Robert B. Kaplan, co-chief of the SEC Enforcement Division’s Asset Management Unit, released a statement saying “Fraudsters are quick to adapt to new technologies to exploit them for unlawful purposes.” Some reporters misinterpreted that statement and sounded the alarms on social media—citing new platforms of communication as breading grounds for consumer exploitation.
Let us be clear. New channels of communication are not the problem. Consumers/investors can’t be defrauded without a person behind the deceit. And fraudsters will find a way to approach their victims, if not via social media, then through in-person meetings, phone calls, email, or any other mode of communication.
So, even though social media isn’t the cause of the fraud, what can consumers can do to protect themselves? Understanding any platform that one uses, implementing appropriate privacy controls, and using the same common sense and intuition that we would for in face-to-face interactions are key.
Financial institutions can also protect consumers by closely monitoring advisor use of social media.

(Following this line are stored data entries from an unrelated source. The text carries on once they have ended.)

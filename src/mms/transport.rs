//! Transports moving whole MMS PDUs between two peers.
//!
//! The protocol core only needs the [`ReadHalfConnection`](crate::mms::ReadHalfConnection)
//! and [`WriteHalfConnection`](crate::mms::WriteHalfConnection) traits. [`tpkt`] frames
//! PDUs with RFC 1006 headers over TCP, [`channel`] connects a client and a server in
//! memory.

use snafu::Snafu;

use crate::mms::SpanTraceWrapper;

pub mod channel;
pub mod tpkt;

#[allow(missing_docs)]
/// Errors of the transport layer.
#[derive(Debug, Snafu)]
#[snafu(visibility(pub), context(suffix(false)))]
pub enum TransportError {
    #[snafu(display("I/O error on the connection"))]
    Io {
        source: std::io::Error,
        #[snafu(implicit)]
        context: Box<SpanTraceWrapper>,
    },
    #[snafu(display("Timeout connecting to {address}"))]
    ConnectTimeout {
        address: String,
        #[snafu(implicit)]
        context: Box<SpanTraceWrapper>,
    },
    #[snafu(display("Invalid TPKT version {version:#04x}"))]
    InvalidTpktVersion {
        version: u8,
        #[snafu(implicit)]
        context: Box<SpanTraceWrapper>,
    },
    #[snafu(display("Invalid TPKT length {length}"))]
    InvalidTpktLength {
        length: usize,
        #[snafu(implicit)]
        context: Box<SpanTraceWrapper>,
    },
    #[snafu(display("Connection closed by peer"))]
    Closed {
        #[snafu(implicit)]
        context: Box<SpanTraceWrapper>,
    },
}

impl TransportError {
    /// Get the span trace captured where the error was created.
    #[must_use]
    pub fn get_context(&self) -> &SpanTraceWrapper {
        match self {
            Self::Io { context, .. }
            | Self::ConnectTimeout { context, .. }
            | Self::InvalidTpktVersion { context, .. }
            | Self::InvalidTpktLength { context, .. }
            | Self::Closed { context } => context,
        }
    }

    /// Whether the peer went away, as opposed to a protocol violation.
    #[must_use]
    pub fn is_closed(&self) -> bool {
        match self {
            Self::Closed { .. } => true,
            Self::Io { source, .. } => matches!(
                source.kind(),
                std::io::ErrorKind::UnexpectedEof
                    | std::io::ErrorKind::ConnectionReset
                    | std::io::ErrorKind::ConnectionAborted
                    | std::io::ErrorKind::BrokenPipe
            ),
            _ => false,
        }
    }
}
//! GetNameList service.

use tracing::instrument;

use super::connection::{MmsServerConnection, ServiceResult};
use crate::mms::message::{
    ConfirmedResponse, ObjectClass, ObjectScope, ServiceError,
    server::{NAME_LIST_OVERHEAD, name_list_entry_size},
};

impl MmsServerConnection {
    /// List the objects of a class in a scope, one page at a time.
    #[instrument(skip(self))]
    pub(super) async fn get_name_list(
        &self,
        object_class: ObjectClass,
        scope: &ObjectScope,
        continue_after: Option<&str>,
    ) -> ServiceResult {
        let device = &self.server.device;
        let names = match (object_class, scope) {
            (ObjectClass::Domain, ObjectScope::Vmd) => device.domain_names(),
            (ObjectClass::NamedVariable, ObjectScope::Vmd) => device.named_variable_names(),
            (ObjectClass::NamedVariable, ObjectScope::Domain(domain)) => device
                .get_domain(domain)
                .ok_or(ServiceError::ACCESS_OBJECT_NON_EXISTENT)?
                .named_variable_names(),
            (ObjectClass::NamedVariableList, ObjectScope::Domain(domain)) => self
                .server
                .model
                .read()
                .await
                .domain_lists
                .get(domain)
                .ok_or(ServiceError::ACCESS_OBJECT_NON_EXISTENT)?
                .names(),
            (ObjectClass::NamedVariableList, ObjectScope::Association) => {
                self.association_lists.names()
            }
            (ObjectClass::Journal, ObjectScope::Domain(domain)) => {
                device.get_domain(domain).ok_or(ServiceError::ACCESS_OBJECT_NON_EXISTENT)?;
                Vec::new()
            }
            _ => return Err(ServiceError::ACCESS_OBJECT_ACCESS_UNSUPPORTED.into()),
        };
        let (names, more_follows) = paginate(names, continue_after, self.max_pdu_size())?;
        Ok(Some(ConfirmedResponse::GetNameList { names, more_follows }))
    }
}

/// The names after `continue_after` that fit in one response of `max_pdu_size` bytes,
/// and whether names were left out.
fn paginate(
    names: Vec<String>,
    continue_after: Option<&str>,
    max_pdu_size: usize,
) -> Result<(Vec<String>, bool), ServiceError> {
    let start = match continue_after {
        Some(after) => {
            names
                .iter()
                .position(|name| name == after)
                .ok_or(ServiceError::ACCESS_OBJECT_ACCESS_UNSUPPORTED)?
                + 1
        }
        None => 0,
    };

    let mut size = NAME_LIST_OVERHEAD;
    let mut page = Vec::new();
    for name in names.into_iter().skip(start) {
        let entry_size = name_list_entry_size(&name);
        if size + entry_size > max_pdu_size {
            return Ok((page, true));
        }
        size += entry_size;
        page.push(name);
    }
    Ok((page, false))
}
#[cfg(test)]
mod tests {
    use super::*;

    fn encode_length_to_vec(length: usize) -> Vec<u8> {
        let mut buf = vec![0; determine_length_size(length)];
        let end = encode_length(length, &mut buf, 0);
        assert_eq!(end, buf.len());
        buf
    }

    #[test]
    fn test_length_round_trip() {
        let samples = [0, 1, 0x7f, 0x80, 0xff, 0x100, 0xffff, 0x1_0000, 0xff_ffff, 0x100_0000];
        for length in samples.into_iter().chain([MAX_LENGTH - 1, MAX_LENGTH]) {
            let buf = encode_length_to_vec(length);
            let (decoded, pos) = decode_length(&buf, 0, buf.len()).unwrap();
            assert_eq!(decoded, length);
            assert_eq!(pos, buf.len());
        }
    }

    #[test]
    fn test_length_short_and_long_form() {
        assert_eq!(encode_length_to_vec(0x7f), vec![0x7f]);
        assert_eq!(encode_length_to_vec(0x80), vec![0x81, 0x80]);
        assert_eq!(encode_length_to_vec(0x1234), vec![0x82, 0x12, 0x34]);
    }

    #[test]
    fn test_length_rejects_overrun() {
        // Long form announcing two octets with only one present.
        let buf = [0x82, 0x01];
        assert!(decode_length(&buf, 0, buf.len()).is_err());
        // max_pos is honoured even when the buffer is longer.
        let buf = [0x82, 0x01, 0x00];
        assert!(decode_length(&buf, 0, 2).is_err());
        assert!(decode_length(&[], 0, 0).is_err());
    }

    #[test]
    fn test_length_rejects_indefinite_and_oversized() {
        assert!(decode_length(&[0x80], 0, 1).is_err());
        assert!(decode_length(&[0x85, 1, 2, 3, 4, 5], 0, 6).is_err());
        assert!(decode_length(&[0x84, 0xff, 0xff, 0xff, 0xff], 0, 5).is_err());
    }

    #[test]
    fn test_uint32() {
        for value in [0, 1, 0x7f, 0x80, 0xffff, 0x8000_0000, u32::MAX] {
            let mut buf = vec![0; element_size(uint32_size(value))];
            let end = encode_uint32_with_tl(0x02, value, &mut buf, 0);
            assert_eq!(end, buf.len());
            let (tlv, _) = read_tlv(&buf, 0).unwrap();
            assert_eq!(tlv.as_u32().unwrap(), value);
        }
        // 0x80 needs a leading zero to stay positive.
        let mut buf = vec![0; 4];
        encode_uint32_with_tl(0x02, 0x80, &mut buf, 0);
        assert_eq!(buf, vec![0x02, 0x02, 0x00, 0x80]);
    }

    #[test]
    fn test_int32() {
        for value in [0, -1, 127, 128, -128, -129, i32::MIN, i32::MAX] {
            let mut buf = vec![0; element_size(int32_size(value))];
            encode_int32_with_tl(0x85, value, &mut buf, 0);
            let (tlv, _) = read_tlv(&buf, 0).unwrap();
            assert_eq!(tlv.as_i32().unwrap(), value);
        }
        assert_eq!(int32_size(-1), 1);
        assert_eq!(int32_size(128), 2);
    }

    #[test]
    fn test_decoders_check_bounds() {
        let buf = [0x01, 0x02];
        assert!(decode_uint32(&buf, 4, 0).is_err());
        assert!(decode_int32(&buf, 3, 1).is_err());
        assert!(decode_boolean(&buf, 1, 2).is_err());
        assert!(decode_float(&buf, 5, 0).is_err());
        assert!(decode_string(&buf, 3, 0).is_err());
        assert!(decode_uint32(&buf, usize::MAX, 1).is_err());
    }

    #[test]
    fn test_boolean() {
        let mut buf = [0; 3];
        encode_boolean(0x83, true, &mut buf, 0);
        assert_eq!(buf, [0x83, 0x01, 0xff]);
        assert!(decode_boolean(&buf, 1, 2).unwrap());
    }

    #[test]
    fn test_float() {
        let value = 12.5_f32.to_be_bytes();
        let mut buf = [0; 7];
        encode_float(0x87, 8, &value, &mut buf, 0);
        assert_eq!(buf[..3], [0x87, 0x05, 0x08]);
        assert!((decode_float(&buf, 5, 2).unwrap() - 12.5).abs() < f32::EPSILON);
    }

    #[test]
    fn test_bit_string() {
        let mut buf = vec![0; bit_string_size(10)];
        encode_bit_string(0x84, 10, &[0xff, 0xff], &mut buf, 0);
        assert_eq!(buf, vec![0x84, 0x03, 0x06, 0xff, 0xc0]);

        // Short input is padded with zero octets.
        let mut buf = vec![0xaa; bit_string_size(11)];
        encode_bit_string(0x81, 11, &[0xf1], &mut buf, 0);
        assert_eq!(buf, vec![0x81, 0x03, 0x05, 0xf1, 0x00]);
    }

    #[test]
    fn test_encode_to_vec() {
        let buf = encode_to_vec(element_size(3), |buf, pos| {
            let pos = encode_tl(0xa0, 3, buf, pos);
            encode_boolean(0x80, true, buf, pos)
        });
        assert_eq!(buf, vec![0xa0, 0x03, 0x80, 0x01, 0xff]);
    }

    #[test]
    fn test_reader() {
        let buf = [0x80, 0x01, 0x05, 0xa1, 0x03, 0x1a, 0x01, b'x'];
        let mut reader = BerReader::new(&buf);
        assert_eq!(reader.expect(0x80).unwrap().as_u32().unwrap(), 5);
        assert!(reader.read_optional(0x82).unwrap().is_none());
        let inner = reader.expect(0xa1).unwrap();
        assert!(inner.is_constructed());
        let mut children = inner.children();
        assert_eq!(children.expect(0x1a).unwrap().as_identifier().unwrap(), "x");
        assert!(reader.is_empty());
    }

    #[test]
    fn test_reader_rejects_truncated_element() {
        let buf = [0x80, 0x05, 0x01];
        let mut reader = BerReader::new(&buf);
        assert!(reader.next().unwrap().is_err());
        assert!(reader.next().is_none());
    }

    #[test]
    fn test_writer_nested_lengths() {
        let mut writer = BerWriter::new();
        writer.constructed(0xa0, |w| {
            w.uint(0x02, 1);
            w.constructed(0xa1, |w| {
                w.string(0x1a, &"x".repeat(200));
            });
        });
        let buf = writer.into_vec();
        assert_eq!(&buf[..3], &[0xa0, 0x81, 0xd1]);
        assert_eq!(&buf[3..6], &[0x02, 0x01, 0x01]);
        assert_eq!(&buf[6..9], &[0xa1, 0x81, 0xcb]);
        assert_eq!(&buf[9..12], &[0x1a, 0x81, 0xc8]);
        assert_eq!(buf.len(), 212);
    }
}
//! MMS (ISO 9506) protocol core: BER codec, data model, PDUs, client and server.

use std::{fmt, time::Duration};

use async_trait::async_trait;
use serde::{Deserialize, Serialize};

use tracing_error::SpanTrace;

pub mod ber;
pub mod device;
pub mod message;
pub mod type_spec;
pub mod value;

pub mod client;
pub mod server;
pub mod transport;

pub use client::{InformationReportHandler, MmsClient, MmsClientError};
pub use device::{MmsDevice, MmsDomain, NamedVariableList, NamedVariableListEntry};
pub use server::{MmsServer, MmsServerError, ReadHandler, WriteHandler, WriteIndication};
pub use type_spec::MmsTypeSpec;
pub use value::{DataAccessError, MmsValue};

/// Port assigned to ISO transport over TCP.
pub const DEFAULT_PORT: u16 = 102;

/// Client side association parameters.
#[derive(Debug, Clone, Serialize, Deserialize, PartialEq, Eq)]
#[serde(default)]
pub struct ClientConfig {
    /// The address of the server.
    pub address: String,
    /// The port of the server.
    pub port: u16,
    /// Outstanding requests the client proposes to send.
    pub max_serv_outstanding_calling: u16,
    /// Outstanding requests the client proposes to accept.
    pub max_serv_outstanding_called: u16,
    /// Proposed nesting level of structured data.
    pub data_structure_nesting_level: u8,
    /// Proposed maximum PDU size (localDetailCalling).
    pub max_pdu_size: u32,
    /// How long to wait for the response of a confirmed request.
    pub request_timeout_ms: u64,
    /// How long to wait for the TCP connection and the initiate exchange.
    pub connect_timeout_ms: u64,
}

impl Default for ClientConfig {
    fn default() -> Self {
        Self {
            address: "localhost".to_owned(),
            port: DEFAULT_PORT,
            max_serv_outstanding_calling: 5,
            max_serv_outstanding_called: 5,
            data_structure_nesting_level: 10,
            max_pdu_size: 65000,
            request_timeout_ms: 5000,
            connect_timeout_ms: 10000,
        }
    }
}

impl ClientConfig {
    /// The request timeout as a [`Duration`].
    #[must_use]
    pub const fn request_timeout(&self) -> Duration {
        Duration::from_millis(self.request_timeout_ms)
    }

    /// The connect timeout as a [`Duration`].
    #[must_use]
    pub const fn connect_timeout(&self) -> Duration {
        Duration::from_millis(self.connect_timeout_ms)
    }
}

/// Server side limits and identity.
#[derive(Debug, Clone, Serialize, Deserialize, PartialEq, Eq)]
#[serde(default)]
pub struct ServerConfig {
    /// The address to listen on.
    pub address: String,
    /// The port to listen on.
    pub port: u16,
    /// Upper bound for the negotiated PDU size.
    pub max_pdu_size: u32,
    /// Upper bound for the outstanding requests of a client.
    pub max_serv_outstanding_calling: u16,
    /// Upper bound for the outstanding requests of the server.
    pub max_serv_outstanding_called: u16,
    /// Upper bound for the nesting level of structured data.
    pub data_structure_nesting_level: u8,
    /// Vendor name returned by Identify.
    pub vendor_name: String,
    /// Model name returned by Identify.
    pub model_name: String,
    /// Revision returned by Identify.
    pub revision: String,
    /// Maximum number of entries in a client defined named variable list.
    pub max_data_set_entries: usize,
    /// Maximum number of named variable lists one association may define.
    pub max_association_data_sets: usize,
}

impl Default for ServerConfig {
    fn default() -> Self {
        Self {
            address: "0.0.0.0".to_owned(),
            port: DEFAULT_PORT,
            max_pdu_size: 65000,
            max_serv_outstanding_calling: 5,
            max_serv_outstanding_called: 5,
            data_structure_nesting_level: 10,
            vendor_name: "iec61850-mms".to_owned(),
            model_name: "rust".to_owned(),
            revision: env!("CARGO_PKG_VERSION").to_owned(),
            max_data_set_entries: 100,
            max_association_data_sets: 10,
        }
    }
}

/// A [`SpanTrace`] captured when an error is created.
#[derive(Debug, Clone)]
pub struct SpanTraceWrapper(SpanTrace);

impl snafu::GenerateImplicitData for Box<SpanTraceWrapper> {
    fn generate() -> Self {
        Box::new(SpanTraceWrapper(SpanTrace::capture()))
    }
}

impl fmt::Display for SpanTraceWrapper {
    fn fmt(&self, f: &mut fmt::Formatter<'_>) -> fmt::Result {
        if self.0.status() == tracing_error::SpanTraceStatus::CAPTURED {
            write!(f, "\nAt:\n")?;
            self.0.fmt(f)?;
        }
        Ok(())
    }
}

/// Receiving half of a connection. Every call yields one whole PDU.
#[async_trait]
pub trait ReadHalfConnection: Send {
    /// Transport error.
    type Error: std::error::Error + Send + Sync + 'static;
    /// Wait for the next PDU.
    async fn receive_data(&mut self) -> Result<Vec<u8>, Self::Error>;
}

/// Sending half of a connection. Every call carries one whole PDU.
#[async_trait]
pub trait WriteHalfConnection: Send {
    /// Transport error.
    type Error: std::error::Error + Send + Sync + 'static;
    /// Send a PDU.
    async fn send_data(&mut self, data: Vec<u8>) -> Result<(), Self::Error>;
}

#[cfg(test)]
mod tests {
    use super::*;

    #[test]
    fn test_partial_config_uses_defaults() {
        let config: ClientConfig =
            serde_json::from_str(r#"{"address": "10.0.0.1", "request_timeout_ms": 100}"#).unwrap();
        assert_eq!(config.address, "10.0.0.1");
        assert_eq!(config.port, 102);
        assert_eq!(config.request_timeout(), Duration::from_millis(100));
        assert_eq!(config.max_pdu_size, 65000);

        let config: ServerConfig = serde_json::from_str(r#"{"max_data_set_entries": 3}"#).unwrap();
        assert_eq!(config.max_data_set_entries, 3);
        assert_eq!(config.max_association_data_sets, 10);
    }
}
/// The part of `value`, a value of type `spec`, selected by `access`.
fn select(
    spec: &MmsTypeSpec,
    value: &MmsValue,
    access: Option<&AlternateAccess>,
) -> Result<MmsValue, DataAccessError> {
    let Some(access) = access else {
        return Ok(value.clone());
    };
    let (paths, range) = selected_paths(spec, access)?;
    let mut elements = paths
        .iter()
        .map(|path| {
            spec.get_child_value(value, path).cloned().ok_or(DataAccessError::ObjectNonExistent)
        })
        .collect::<Result<Vec<_>, _>>()?;
    if range {
        Ok(MmsValue::Array(elements))
    } else {
        elements.pop().ok_or(DataAccessError::ObjectNonExistent)
    }
}

impl MmsServerConnection {
    /// The items a specification refers to. A list name is resolved to its entries.
    pub(super) async fn resolve_items<'a>(
        &self,
        specification: &'a VariableAccessSpecification,
    ) -> Result<Cow<'a, [VariableAccessItem]>, ServiceError> {
        match specification {
            VariableAccessSpecification::ListOfVariable(items) => Ok(Cow::Borrowed(items)),
            VariableAccessSpecification::VariableListName(name) => {
                let list =
                    self.find_list(name).await.ok_or(ServiceError::ACCESS_OBJECT_NON_EXISTENT)?;
                Ok(Cow::Owned(list.entries.iter().map(VariableAccessItem::from).collect()))
            }
        }
    }

    /// Read every item, each failing on its own with an access error.
    #[instrument(skip(self, specification))]
    pub(super) async fn read(
        &self,
        specification_with_result: bool,
        specification: VariableAccessSpecification,
    ) -> ServiceResult {
        let items = self.resolve_items(&specification).await?;
        let results = {
            let model = self.server.model.read().await;
            items
                .iter()
                .map(|item| {
                    self.read_item(&model, item).unwrap_or_else(|error| {
                        debug!("Read of {:?} failed: {error}", item.name);
                        MmsValue::new_data_access_error(error)
                    })
                })
                .collect()
        };
        drop(items);
        Ok(Some(ConfirmedResponse::Read {
            specification: specification_with_result.then_some(specification),
            results,
        }))
    }

    /// The value of one item, from the read handler or else from the cache.
    fn read_item(
        &self,
        model: &ModelState,
        item: &VariableAccessItem,
    ) -> Result<MmsValue, DataAccessError> {
        let (domain, item_id) =
            variable_address(&item.name).ok_or(DataAccessError::ObjectNonExistent)?;
        let top = self
            .server
            .device
            .top_level_variable(domain, item_id)
            .ok_or(DataAccessError::ObjectNonExistent)?;
        let (_, path) = split_item_name(item_id);
        let spec = top.get_named_sub(path).ok_or(DataAccessError::ObjectNonExistent)?;
        let access = item.alternate_access.as_ref();

        if let Some(value) = self
            .server
            .read_handler
            .as_ref()
            .and_then(|handler| handler.read(domain, item_id, self.id()))
        {
            return select(spec, &value, access);
        }
        let value = model.value(domain, top, path).ok_or(DataAccessError::ObjectNonExistent)?;
        select(spec, value, access)
    }

    /// Write every item in order and collect the results.
    #[instrument(skip(self, specification, data), fields(count = data.len()))]
    pub(super) async fn write(
        &self,
        specification: &VariableAccessSpecification,
        data: &[MmsValue],
    ) -> ServiceResult {
        let items = self.resolve_items(specification).await?;
        if items.len() != data.len() {
            return Err(ServiceFailure::Reject(RejectReason::INVALID_ARGUMENT));
        }

        let mut respond = true;
        let mut results = Vec::with_capacity(items.len());
        for (item, value) in items.iter().zip(data) {
            let result = match self.write_item(item, value).await {
                Ok(WriteIndication::NoResponse) => {
                    respond = false;
                    Ok(())
                }
                Ok(_) => Ok(()),
                Err(error) => {
                    debug!("Write of {:?} failed: {error}", item.name);
                    Err(error)
                }
            };
            results.push(result);
        }
        Ok(respond.then_some(ConfirmedResponse::Write(results)))
    }

    /// Type check one item, ask the write handler and apply the value.
    async fn write_item(
        &self,
        item: &VariableAccessItem,
        value: &MmsValue,
    ) -> Result<WriteIndication, DataAccessError> {
        let (domain, item_id) =
            variable_address(&item.name).ok_or(DataAccessError::ObjectNonExistent)?;
        let top = self
            .server
            .device
            .top_level_variable(domain, item_id)
            .ok_or(DataAccessError::ObjectNonExistent)?;
        let (_, path) = split_item_name(item_id);
        let spec = top.get_named_sub(path).ok_or(DataAccessError::ObjectNonExistent)?;

        let targets: Vec<(String, &MmsValue)> = match &item.alternate_access {
            None => vec![(path.to_owned(), value)],
            Some(access) => {
                let (paths, range) = selected_paths(spec, access)?;
                if range {
                    let MmsValue::Array(elements) = value else {
                        return Err(DataAccessError::TypeInconsistent);
                    };
                    if elements.len() != paths.len() {
                        return Err(DataAccessError::TypeInconsistent);
                    }
                    paths.iter().map(|p| join_path(path, p)).zip(elements).collect()
                } else {
                    paths.iter().map(|p| (join_path(path, p), value)).collect()
                }
            }
        };
        for (target, element) in &targets {
            let target_spec = top.get_named_sub(target).ok_or(DataAccessError::ObjectNonExistent)?;
            if !target_spec.is_value_of_type(element) {
                return Err(DataAccessError::TypeInconsistent);
            }
        }

        let indication = self
            .server
            .write_handler
            .as_ref()
            .map_or(WriteIndication::Ok, |handler| {
                handler.write(domain, item_id, value, self.id())
            });
        match indication {
            WriteIndication::Ok => {
                let mut model = self.server.model.write().await;
                for (target, element) in &targets {
                    model.apply(domain, top, target, element)?;
                }
                Ok(indication)
            }
            WriteIndication::NoResponse => Ok(indication),
            WriteIndication::Failed(error) => Err(error),
        }
    }

    /// The type of a variable or of one of its components.
    #[instrument(skip(self))]
    pub(super) fn get_variable_access_attributes(&self, name: &ObjectName) -> ServiceResult {
        let (domain, item) =
            variable_address(name).ok_or(ServiceError::ACCESS_OBJECT_NON_EXISTENT)?;
        let spec = self
            .server
            .device
            .lookup_variable(domain, item)
            .ok_or(ServiceError::ACCESS_OBJECT_NON_EXISTENT)?;
        Ok(Some(ConfirmedResponse::GetVariableAccessAttributes {
            deletable: false,
            type_spec: spec.clone(),
        }))
    }
}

In the case of enterprise-scale use of social media, technology is crucial to preventing infractions of SEC and FINRA regulations and preventing fraud. Equally important, social media empowers advisors to communicate with consumers through a new productivity tool.
The Hearsay Social Compliance Module is designed to prevent this type of incident for our customers. If Fields had worked for a Hearsay Social customer, his “guarantees” to potential investors would have been picked up as potential infractions and the specific product recommendations would have been flagged in our Supervision and Real-time Remediation features. And if Fields had projected himself as working for a Hearsay Social customer but didn’t, our patent-pending Rogue Page Finder would have picked up his profile.
The SEC and FINRA have made it it clear that they will not tolerate fraud, no matter whether it occurs over the phone, over email, or over social media. Compliance Officers should make sure they are deploying an enterprise-wide compliance solution soon.